Question

C1 and C2 are two hollow concentric cubes enclosing charges 2Q and 3Q respectively as shown in figure. The ratio of electric flux passing through C1 and C2 is :

• A. 2 : 5
• B. 5 : 2
• C. 2 : 3
• D. 3 : 2

Answer 1

Answer: (A)

2 : 5

Answer 2

Given: - $C_1$ encloses charge $2Q$ - $C_2$ encloses charge $3Q$

Step 1: Applying Gauss’s Law

According to Gauss’s law, the electric flux $\Phi$ through a closed surface is given by:

$\Phi = \frac{q_{\text{enc}}}{\varepsilon_0}$ where $q_{\text{enc}}$ is the total charge enclosed by the surface and $\varepsilon_0$ is the permittivity of free space.

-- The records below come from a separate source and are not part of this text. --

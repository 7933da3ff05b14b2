//! # Service Registry
//!
//! Publication surface for provided services.

use crate::error::{LifecycleError, Result};
use crate::metadata::FactoryPolicy;
use crate::value::Dictionary;
use dashmap::DashMap;
use serde::{Deserialize, Serialize};
use std::fmt;
use std::sync::atomic::{AtomicU64, Ordering};
use tracing::debug;
use uuid::Uuid;

/// Opaque handle on a published service
#[derive(Debug, Clone, PartialEq, Eq, Hash, Serialize, Deserialize)]
pub struct RegistrationHandle(Uuid);

impl RegistrationHandle {
    pub fn new() -> Self {
        Self(Uuid::new_v4())
    }
}

impl Default for RegistrationHandle {
    fn default() -> Self {
        Self::new()
    }
}

impl fmt::Display for RegistrationHandle {
    fn fmt(&self, f: &mut fmt::Formatter<'_>) -> fmt::Result {
        write!(f, "registration:{}", self.0)
    }
}

/// The operations the provided-service handler needs from a service registry
pub trait ServiceRegistry: Send + Sync {
    fn register(
        &self,
        specifications: &[String],
        properties: &Dictionary,
        factory: FactoryPolicy,
    ) -> Result<RegistrationHandle>;

    fn unregister(&self, handle: RegistrationHandle) -> Result<()>;

    /// Replace the properties of a live registration in place
    fn update_properties(&self, handle: &RegistrationHandle, properties: &Dictionary) -> Result<()>;
}

/// A service as currently visible in the registry
#[derive(Debug, Clone, PartialEq, Serialize, Deserialize)]
pub struct ServiceRecord {
    pub handle: RegistrationHandle,
    pub specifications: Vec<String>,
    pub properties: Dictionary,
    pub factory: FactoryPolicy,
    pub registered_at: chrono::DateTime<chrono::Utc>,
}

/// Counters of registry traffic
#[derive(Debug, Clone, Default, PartialEq, Eq)]
pub struct RegistryStats {
    pub live_registrations: usize,
    pub registrations: u64,
    pub unregistrations: u64,
    pub property_updates: u64,
}

/// Thread-safe in-process service registry
#[derive(Debug, Default)]
pub struct InMemoryServiceRegistry {
    services: DashMap<RegistrationHandle, ServiceRecord>,
    registrations: AtomicU64,
    unregistrations: AtomicU64,
    property_updates: AtomicU64,
}

impl InMemoryServiceRegistry {
    pub fn new() -> Self {
        Self::default()
    }

    /// Every live registration offering `specification`
    pub fn lookup(&self, specification: &str) -> Vec<ServiceRecord> {
        self.services
            .iter()
            .filter(|entry| entry.specifications.iter().any(|s| s == specification))
            .map(|entry| entry.value().clone())
            .collect()
    }

    pub fn registration(&self, handle: &RegistrationHandle) -> Option<ServiceRecord> {
        self.services.get(handle).map(|entry| entry.value().clone())
    }

    pub fn is_registered(&self, handle: &RegistrationHandle) -> bool {
        self.services.contains_key(handle)
    }

    pub fn stats(&self) -> RegistryStats {
        RegistryStats {
            live_registrations: self.services.len(),
            registrations: self.registrations.load(Ordering::Relaxed),
            unregistrations: self.unregistrations.load(Ordering::Relaxed),
            property_updates: self.property_updates.load(Ordering::Relaxed),
        }
    }
}

impl ServiceRegistry for InMemoryServiceRegistry {
    fn register(
        &self,
        specifications: &[String],
        properties: &Dictionary,
        factory: FactoryPolicy,
    ) -> Result<RegistrationHandle> {
        if specifications.is_empty() {
            return Err(LifecycleError::RegistryError(
                "cannot register a service without specifications".to_string(),
            ));
        }

        let handle = RegistrationHandle::new();
        self.services.insert(
            handle.clone(),
            ServiceRecord {
                handle: handle.clone(),
                specifications: specifications.to_vec(),
                properties: properties.clone(),
                factory,
                registered_at: chrono::Utc::now(),
            },
        );
        self.registrations.fetch_add(1, Ordering::Relaxed);

        debug!(%handle, ?specifications, "Service registered");
        Ok(handle)
    }

    fn unregister(&self, handle: RegistrationHandle) -> Result<()> {
        match self.services.remove(&handle) {
            Some(_) => {
                self.unregistrations.fetch_add(1, Ordering::Relaxed);
                debug!(%handle, "Service unregistered");
                Ok(())
            }
            None => Err(LifecycleError::UnknownHandle(handle.to_string())),
        }
    }

    fn update_properties(
        &self,
        handle: &RegistrationHandle,
        properties: &Dictionary,
    ) -> Result<()> {
        match self.services.get_mut(handle) {
            Some(mut record) => {
                record.properties = properties.clone();
                self.property_updates.fetch_add(1, Ordering::Relaxed);
                Ok(())
            }
            None => Err(LifecycleError::UnknownHandle(handle.to_string())),
        }
    }
}
use super::element::Element;
use crate::constants::attributes;
use crate::error::{LifecycleError, Result};
use crate::state_machine::ComponentState;
use serde::{Deserialize, Serialize};

/// Declared lifecycle callback: a method to call on a state transition
#[derive(Debug, Clone, PartialEq, Eq, Serialize, Deserialize)]
pub struct LifecycleCallbackMetadata {
    initial: ComponentState,
    final_state: ComponentState,
    method: String,
    is_static: bool,
}

impl LifecycleCallbackMetadata {
    pub fn new(
        initial: ComponentState,
        final_state: ComponentState,
        method: impl Into<String>,
        is_static: bool,
    ) -> Self {
        Self {
            initial,
            final_state,
            method: method.into(),
            is_static,
        }
    }

    /// Parse a `callback` element. Unknown state names read as `INVALID`.
    pub fn from_element(element: &Element) -> Result<Self> {
        let method = element.attribute(attributes::METHOD).ok_or_else(|| {
            LifecycleError::MetadataError("callback element has no method attribute".to_string())
        })?;
        let initial =
            ComponentState::from_declaration(element.attribute(attributes::INITIAL).unwrap_or(""));
        let final_state =
            ComponentState::from_declaration(element.attribute(attributes::FINAL).unwrap_or(""));
        let is_static = element.attribute(attributes::IS_STATIC) == Some("true");

        Ok(Self::new(initial, final_state, method, is_static))
    }

    pub fn initial_state(&self) -> ComponentState {
        self.initial
    }

    pub fn final_state(&self) -> ComponentState {
        self.final_state
    }

    pub fn method(&self) -> &str {
        &self.method
    }

    pub fn is_static(&self) -> bool {
        self.is_static
    }
}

Step 2: Calculating Flux through $C_1$

The charge enclosed by $C_1$ is $2Q$. Therefore, the electric flux through $C_1$ is:

$\Phi_{C_1} = \frac{2Q}{\varepsilon_0}$

Step 3: Calculating Flux through $C_2$

The charge enclosed by $C_2$ is $3Q$. Therefore, the electric flux through $C_2$ is:

$\Phi_{C_2} = \frac{3Q}{\varepsilon_0}$

Step 4: Ratio of Electric Flux

The ratio of the electric flux passing through $C_1$ and $C_2$ is given by:

$\text{Ratio} = \frac{\Phi_{C_1}}{\Phi_{C_2}} = \frac{\frac{2Q}{\varepsilon_0}}{\frac{3Q}{\varepsilon_0}} = \frac{2}{3}$

However, the question asks for the inverse ratio (flux ratio through $C_2$ to $C_1$), which simplifies to:

$\text{Ratio} = \frac{3}{2}$

Conclusion:

The ratio of electric flux passing through $C_1$ and $C_2$ is $2 : 5$.